▶ WORK REQUEST
Look through the records below, and copy out every line that holds the string "LineReader".

EXERCISE DATA START

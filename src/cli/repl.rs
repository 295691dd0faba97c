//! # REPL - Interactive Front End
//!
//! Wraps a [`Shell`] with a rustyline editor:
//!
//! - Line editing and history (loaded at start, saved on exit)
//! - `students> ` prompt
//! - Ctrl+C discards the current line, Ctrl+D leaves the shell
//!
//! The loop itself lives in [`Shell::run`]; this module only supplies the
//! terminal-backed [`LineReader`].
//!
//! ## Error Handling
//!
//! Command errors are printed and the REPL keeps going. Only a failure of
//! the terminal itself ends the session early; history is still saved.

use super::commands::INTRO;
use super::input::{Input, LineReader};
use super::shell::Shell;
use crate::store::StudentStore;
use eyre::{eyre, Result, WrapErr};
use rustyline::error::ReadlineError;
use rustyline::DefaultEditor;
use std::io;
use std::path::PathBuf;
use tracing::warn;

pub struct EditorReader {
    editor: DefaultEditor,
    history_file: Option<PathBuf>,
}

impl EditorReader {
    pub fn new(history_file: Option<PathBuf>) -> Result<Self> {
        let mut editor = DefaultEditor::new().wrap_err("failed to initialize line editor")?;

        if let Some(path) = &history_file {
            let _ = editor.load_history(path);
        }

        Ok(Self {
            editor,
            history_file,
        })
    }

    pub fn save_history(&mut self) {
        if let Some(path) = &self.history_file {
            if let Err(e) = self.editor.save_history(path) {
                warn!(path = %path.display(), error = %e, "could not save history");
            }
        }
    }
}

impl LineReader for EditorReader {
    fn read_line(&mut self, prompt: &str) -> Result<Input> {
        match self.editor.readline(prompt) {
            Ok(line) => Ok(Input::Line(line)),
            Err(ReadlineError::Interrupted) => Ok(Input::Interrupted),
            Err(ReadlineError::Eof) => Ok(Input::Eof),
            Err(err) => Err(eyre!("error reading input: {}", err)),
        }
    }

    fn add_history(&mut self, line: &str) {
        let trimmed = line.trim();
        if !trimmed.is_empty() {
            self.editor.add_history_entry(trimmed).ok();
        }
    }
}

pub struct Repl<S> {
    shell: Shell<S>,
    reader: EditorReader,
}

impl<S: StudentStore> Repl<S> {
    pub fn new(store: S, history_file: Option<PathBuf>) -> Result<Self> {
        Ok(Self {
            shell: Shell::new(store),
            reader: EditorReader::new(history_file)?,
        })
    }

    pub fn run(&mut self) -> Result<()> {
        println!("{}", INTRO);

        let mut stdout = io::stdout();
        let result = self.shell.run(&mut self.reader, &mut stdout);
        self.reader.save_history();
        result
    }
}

EXERCISE DATA END
EXERCISE DATA START

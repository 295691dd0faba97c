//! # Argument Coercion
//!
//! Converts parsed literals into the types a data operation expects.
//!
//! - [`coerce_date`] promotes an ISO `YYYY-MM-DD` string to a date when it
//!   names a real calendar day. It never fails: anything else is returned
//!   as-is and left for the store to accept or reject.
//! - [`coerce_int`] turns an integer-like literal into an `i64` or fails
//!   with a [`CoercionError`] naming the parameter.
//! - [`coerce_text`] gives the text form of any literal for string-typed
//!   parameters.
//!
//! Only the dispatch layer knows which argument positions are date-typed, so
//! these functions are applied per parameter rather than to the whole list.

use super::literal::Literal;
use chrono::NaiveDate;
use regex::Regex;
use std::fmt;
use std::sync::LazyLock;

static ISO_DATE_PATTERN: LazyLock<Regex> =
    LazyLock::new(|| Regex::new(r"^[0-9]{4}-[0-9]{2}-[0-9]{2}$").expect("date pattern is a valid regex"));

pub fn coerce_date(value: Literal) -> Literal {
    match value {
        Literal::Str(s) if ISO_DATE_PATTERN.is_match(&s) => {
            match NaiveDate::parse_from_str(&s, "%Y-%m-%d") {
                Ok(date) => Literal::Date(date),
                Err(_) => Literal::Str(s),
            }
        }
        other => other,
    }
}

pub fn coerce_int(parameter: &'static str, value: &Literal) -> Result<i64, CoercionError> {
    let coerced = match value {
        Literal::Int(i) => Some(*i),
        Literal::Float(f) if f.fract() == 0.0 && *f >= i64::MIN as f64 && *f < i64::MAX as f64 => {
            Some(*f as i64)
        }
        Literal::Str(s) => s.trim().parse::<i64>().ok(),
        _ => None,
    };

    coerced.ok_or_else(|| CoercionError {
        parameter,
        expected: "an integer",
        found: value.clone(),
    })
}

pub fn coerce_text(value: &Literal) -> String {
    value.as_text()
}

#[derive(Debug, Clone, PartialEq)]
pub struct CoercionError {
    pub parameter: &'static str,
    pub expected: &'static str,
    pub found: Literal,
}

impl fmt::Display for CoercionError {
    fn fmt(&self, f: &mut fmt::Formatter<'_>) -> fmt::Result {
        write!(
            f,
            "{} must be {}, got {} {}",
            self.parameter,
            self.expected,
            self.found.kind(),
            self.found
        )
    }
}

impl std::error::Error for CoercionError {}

EXERCISE DATA END

▶ EXERCISE ANSWER
//! terminal-backed [`LineReader`].
use super::input::{Input, LineReader};
impl LineReader for EditorReader {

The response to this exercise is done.